#### Supplied records:
* * *
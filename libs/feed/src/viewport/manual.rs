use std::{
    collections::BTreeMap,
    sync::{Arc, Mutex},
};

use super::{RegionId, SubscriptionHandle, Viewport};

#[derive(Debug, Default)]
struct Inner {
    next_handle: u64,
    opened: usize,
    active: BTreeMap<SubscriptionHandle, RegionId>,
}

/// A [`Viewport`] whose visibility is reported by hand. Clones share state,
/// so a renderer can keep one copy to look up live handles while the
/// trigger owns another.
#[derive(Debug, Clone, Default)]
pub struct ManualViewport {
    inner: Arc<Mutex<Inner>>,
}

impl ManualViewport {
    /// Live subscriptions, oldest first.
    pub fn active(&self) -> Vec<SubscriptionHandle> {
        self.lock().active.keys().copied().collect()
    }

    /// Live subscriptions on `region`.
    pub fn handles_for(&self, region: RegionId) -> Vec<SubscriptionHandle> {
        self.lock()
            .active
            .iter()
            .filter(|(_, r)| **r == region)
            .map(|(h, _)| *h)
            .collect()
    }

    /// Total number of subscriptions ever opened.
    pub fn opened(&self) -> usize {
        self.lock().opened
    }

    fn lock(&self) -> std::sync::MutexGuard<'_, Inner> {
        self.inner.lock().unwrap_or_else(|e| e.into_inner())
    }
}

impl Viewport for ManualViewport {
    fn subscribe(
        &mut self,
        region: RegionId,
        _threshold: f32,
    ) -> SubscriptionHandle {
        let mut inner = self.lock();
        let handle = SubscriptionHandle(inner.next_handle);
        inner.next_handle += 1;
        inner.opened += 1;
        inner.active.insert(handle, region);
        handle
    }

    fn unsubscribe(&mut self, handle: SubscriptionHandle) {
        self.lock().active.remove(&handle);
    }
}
* * *
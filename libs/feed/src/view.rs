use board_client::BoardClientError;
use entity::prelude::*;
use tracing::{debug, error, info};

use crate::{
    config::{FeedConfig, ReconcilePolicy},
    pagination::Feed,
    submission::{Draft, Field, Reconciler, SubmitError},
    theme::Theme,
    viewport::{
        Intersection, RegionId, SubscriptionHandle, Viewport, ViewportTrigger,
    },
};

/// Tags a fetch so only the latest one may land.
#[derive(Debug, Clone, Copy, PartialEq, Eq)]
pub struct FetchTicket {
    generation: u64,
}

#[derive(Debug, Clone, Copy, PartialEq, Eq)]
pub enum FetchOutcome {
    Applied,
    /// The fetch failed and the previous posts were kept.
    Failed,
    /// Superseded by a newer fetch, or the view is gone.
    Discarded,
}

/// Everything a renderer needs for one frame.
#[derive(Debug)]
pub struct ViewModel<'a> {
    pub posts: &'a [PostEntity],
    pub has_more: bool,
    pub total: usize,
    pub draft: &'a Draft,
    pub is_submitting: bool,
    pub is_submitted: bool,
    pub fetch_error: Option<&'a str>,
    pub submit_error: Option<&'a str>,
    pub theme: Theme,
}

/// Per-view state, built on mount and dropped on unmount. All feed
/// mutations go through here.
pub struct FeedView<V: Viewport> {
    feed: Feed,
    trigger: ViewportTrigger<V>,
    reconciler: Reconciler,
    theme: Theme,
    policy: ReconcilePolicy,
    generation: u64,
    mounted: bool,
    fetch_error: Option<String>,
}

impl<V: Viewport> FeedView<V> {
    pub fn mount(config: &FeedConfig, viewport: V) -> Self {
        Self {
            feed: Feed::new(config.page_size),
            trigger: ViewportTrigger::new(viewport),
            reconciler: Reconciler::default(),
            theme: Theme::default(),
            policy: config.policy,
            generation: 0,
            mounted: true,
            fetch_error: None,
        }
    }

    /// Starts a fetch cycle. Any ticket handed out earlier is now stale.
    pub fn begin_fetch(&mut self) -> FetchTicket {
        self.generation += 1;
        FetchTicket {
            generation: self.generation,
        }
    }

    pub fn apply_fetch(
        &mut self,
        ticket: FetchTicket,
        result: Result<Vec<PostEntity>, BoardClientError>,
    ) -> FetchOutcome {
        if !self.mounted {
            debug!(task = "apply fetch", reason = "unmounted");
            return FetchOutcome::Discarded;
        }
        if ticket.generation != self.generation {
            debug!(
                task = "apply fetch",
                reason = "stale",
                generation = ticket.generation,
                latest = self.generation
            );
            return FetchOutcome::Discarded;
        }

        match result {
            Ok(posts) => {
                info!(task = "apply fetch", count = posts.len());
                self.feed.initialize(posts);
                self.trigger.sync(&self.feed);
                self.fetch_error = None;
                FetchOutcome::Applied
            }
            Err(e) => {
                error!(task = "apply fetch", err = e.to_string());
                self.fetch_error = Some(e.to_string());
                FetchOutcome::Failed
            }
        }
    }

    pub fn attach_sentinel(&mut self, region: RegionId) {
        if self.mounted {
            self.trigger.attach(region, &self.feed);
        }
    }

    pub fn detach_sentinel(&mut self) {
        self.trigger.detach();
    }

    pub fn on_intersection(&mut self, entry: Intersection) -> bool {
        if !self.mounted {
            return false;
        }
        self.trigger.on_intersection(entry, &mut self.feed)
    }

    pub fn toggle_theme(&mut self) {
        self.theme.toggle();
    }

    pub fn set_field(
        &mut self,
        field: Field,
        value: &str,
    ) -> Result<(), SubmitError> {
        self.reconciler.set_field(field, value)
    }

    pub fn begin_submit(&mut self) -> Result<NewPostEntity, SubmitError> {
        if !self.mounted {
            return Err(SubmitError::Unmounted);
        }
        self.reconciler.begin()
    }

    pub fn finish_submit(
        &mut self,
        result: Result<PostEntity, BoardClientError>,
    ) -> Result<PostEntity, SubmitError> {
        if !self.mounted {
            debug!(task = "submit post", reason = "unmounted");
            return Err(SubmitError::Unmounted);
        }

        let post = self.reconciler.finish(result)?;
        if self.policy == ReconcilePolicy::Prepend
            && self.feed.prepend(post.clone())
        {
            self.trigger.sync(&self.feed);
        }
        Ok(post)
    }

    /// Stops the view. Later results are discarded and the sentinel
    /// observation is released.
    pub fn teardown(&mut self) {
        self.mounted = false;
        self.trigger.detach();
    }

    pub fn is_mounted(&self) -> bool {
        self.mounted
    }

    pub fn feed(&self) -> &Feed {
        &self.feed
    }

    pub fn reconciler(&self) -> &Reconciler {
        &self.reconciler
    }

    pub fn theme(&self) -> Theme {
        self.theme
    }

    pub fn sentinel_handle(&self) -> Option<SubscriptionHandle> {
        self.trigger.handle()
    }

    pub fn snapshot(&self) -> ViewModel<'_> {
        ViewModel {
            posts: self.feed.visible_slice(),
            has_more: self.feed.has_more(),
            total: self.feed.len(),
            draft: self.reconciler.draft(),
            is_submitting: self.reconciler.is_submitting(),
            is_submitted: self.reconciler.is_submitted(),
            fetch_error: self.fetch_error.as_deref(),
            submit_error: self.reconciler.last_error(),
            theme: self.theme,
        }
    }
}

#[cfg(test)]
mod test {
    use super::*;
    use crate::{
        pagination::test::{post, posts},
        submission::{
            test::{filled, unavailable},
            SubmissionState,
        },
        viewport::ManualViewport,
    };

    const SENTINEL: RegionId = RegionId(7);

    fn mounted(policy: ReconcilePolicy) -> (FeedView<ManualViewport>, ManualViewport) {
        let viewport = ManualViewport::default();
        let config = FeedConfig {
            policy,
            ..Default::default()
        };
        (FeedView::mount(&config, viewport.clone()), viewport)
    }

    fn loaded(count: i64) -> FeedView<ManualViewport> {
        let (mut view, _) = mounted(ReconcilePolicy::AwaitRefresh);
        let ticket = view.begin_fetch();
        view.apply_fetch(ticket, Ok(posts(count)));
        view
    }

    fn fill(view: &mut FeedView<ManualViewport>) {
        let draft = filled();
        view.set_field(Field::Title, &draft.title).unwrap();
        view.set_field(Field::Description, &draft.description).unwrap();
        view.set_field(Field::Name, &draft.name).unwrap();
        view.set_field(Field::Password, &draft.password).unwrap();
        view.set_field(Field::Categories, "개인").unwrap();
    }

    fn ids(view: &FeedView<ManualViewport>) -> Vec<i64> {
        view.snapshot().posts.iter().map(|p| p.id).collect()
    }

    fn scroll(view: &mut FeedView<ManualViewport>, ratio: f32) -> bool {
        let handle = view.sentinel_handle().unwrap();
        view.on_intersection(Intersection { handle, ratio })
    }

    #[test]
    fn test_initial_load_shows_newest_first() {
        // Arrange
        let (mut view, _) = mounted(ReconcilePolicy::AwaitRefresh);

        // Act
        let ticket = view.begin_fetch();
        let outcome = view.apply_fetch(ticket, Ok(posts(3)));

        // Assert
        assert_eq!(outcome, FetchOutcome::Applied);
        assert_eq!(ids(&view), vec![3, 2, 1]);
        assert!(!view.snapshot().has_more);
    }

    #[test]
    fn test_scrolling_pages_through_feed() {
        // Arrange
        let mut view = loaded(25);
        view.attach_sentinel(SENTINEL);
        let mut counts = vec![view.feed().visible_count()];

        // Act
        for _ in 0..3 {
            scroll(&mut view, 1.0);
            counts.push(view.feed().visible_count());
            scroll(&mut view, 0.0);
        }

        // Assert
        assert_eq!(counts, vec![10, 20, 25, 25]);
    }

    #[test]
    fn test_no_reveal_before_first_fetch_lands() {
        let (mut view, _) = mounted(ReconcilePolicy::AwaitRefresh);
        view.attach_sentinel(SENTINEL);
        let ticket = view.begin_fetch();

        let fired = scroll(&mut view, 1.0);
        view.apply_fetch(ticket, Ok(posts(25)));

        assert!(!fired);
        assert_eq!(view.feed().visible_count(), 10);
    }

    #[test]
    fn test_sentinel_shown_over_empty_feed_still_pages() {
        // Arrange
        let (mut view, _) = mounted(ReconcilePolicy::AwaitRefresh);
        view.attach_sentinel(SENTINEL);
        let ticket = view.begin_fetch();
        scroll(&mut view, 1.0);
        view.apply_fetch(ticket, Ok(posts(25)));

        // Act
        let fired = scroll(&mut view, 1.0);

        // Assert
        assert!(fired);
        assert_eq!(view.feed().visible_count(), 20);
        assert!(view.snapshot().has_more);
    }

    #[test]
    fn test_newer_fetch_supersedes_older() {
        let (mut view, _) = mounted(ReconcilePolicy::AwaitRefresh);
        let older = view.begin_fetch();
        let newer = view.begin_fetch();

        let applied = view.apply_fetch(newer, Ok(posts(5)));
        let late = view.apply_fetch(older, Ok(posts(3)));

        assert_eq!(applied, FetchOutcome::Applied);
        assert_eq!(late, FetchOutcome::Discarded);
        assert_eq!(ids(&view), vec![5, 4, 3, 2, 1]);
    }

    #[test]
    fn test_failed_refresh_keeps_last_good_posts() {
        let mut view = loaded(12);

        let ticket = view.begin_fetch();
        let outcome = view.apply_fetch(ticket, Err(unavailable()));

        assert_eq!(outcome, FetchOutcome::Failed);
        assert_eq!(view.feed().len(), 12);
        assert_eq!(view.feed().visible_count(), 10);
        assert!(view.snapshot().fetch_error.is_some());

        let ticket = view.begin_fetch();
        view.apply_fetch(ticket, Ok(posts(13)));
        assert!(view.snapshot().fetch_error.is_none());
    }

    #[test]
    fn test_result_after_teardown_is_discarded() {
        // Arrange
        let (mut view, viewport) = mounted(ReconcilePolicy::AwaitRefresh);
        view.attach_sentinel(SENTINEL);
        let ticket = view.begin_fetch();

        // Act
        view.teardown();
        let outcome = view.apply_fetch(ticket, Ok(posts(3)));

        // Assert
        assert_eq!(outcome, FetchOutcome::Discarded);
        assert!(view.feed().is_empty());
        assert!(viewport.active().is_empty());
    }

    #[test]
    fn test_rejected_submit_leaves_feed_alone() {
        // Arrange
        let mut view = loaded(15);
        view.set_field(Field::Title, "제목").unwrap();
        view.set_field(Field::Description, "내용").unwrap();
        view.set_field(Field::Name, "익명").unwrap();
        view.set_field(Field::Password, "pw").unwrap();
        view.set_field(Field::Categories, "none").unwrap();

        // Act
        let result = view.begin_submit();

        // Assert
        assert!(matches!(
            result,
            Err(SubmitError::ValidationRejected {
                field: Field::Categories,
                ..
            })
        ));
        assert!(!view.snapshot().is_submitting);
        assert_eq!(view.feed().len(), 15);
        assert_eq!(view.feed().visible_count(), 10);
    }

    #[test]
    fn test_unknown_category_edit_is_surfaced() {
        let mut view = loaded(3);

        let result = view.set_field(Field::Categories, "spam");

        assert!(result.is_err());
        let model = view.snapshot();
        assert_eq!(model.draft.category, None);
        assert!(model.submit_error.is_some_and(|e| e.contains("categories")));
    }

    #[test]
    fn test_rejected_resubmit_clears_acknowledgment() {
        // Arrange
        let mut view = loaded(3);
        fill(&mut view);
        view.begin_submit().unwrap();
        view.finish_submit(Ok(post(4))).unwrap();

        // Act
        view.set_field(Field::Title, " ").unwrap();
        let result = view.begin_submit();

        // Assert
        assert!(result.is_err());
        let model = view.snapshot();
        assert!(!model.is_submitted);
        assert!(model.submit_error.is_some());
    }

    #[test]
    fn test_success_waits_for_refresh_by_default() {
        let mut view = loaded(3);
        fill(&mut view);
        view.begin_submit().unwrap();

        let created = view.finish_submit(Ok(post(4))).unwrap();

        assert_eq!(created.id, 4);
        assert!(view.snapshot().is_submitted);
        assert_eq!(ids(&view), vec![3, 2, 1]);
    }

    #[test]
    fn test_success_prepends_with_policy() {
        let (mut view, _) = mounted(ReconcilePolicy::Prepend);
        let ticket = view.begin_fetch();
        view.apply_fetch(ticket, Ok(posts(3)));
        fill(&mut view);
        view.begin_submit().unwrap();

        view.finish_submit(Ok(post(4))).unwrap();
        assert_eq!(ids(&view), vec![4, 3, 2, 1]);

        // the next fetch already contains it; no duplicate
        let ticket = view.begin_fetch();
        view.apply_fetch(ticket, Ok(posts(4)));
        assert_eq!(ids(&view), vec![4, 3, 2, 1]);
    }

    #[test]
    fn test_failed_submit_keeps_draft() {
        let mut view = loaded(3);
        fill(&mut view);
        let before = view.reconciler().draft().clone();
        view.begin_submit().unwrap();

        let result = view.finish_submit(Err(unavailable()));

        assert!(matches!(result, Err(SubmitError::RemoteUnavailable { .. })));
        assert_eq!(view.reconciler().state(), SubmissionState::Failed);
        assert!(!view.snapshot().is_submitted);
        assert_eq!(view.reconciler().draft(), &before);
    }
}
* * *
#### Brief:
Only lines with the word "Title" are wanted; pull each of them from the records.

#### The completed task:
        view.set_field(Field::Title, &draft.title).unwrap();
        view.set_field(Field::Title, "제목").unwrap();
        view.set_field(Field::Title, " ").unwrap();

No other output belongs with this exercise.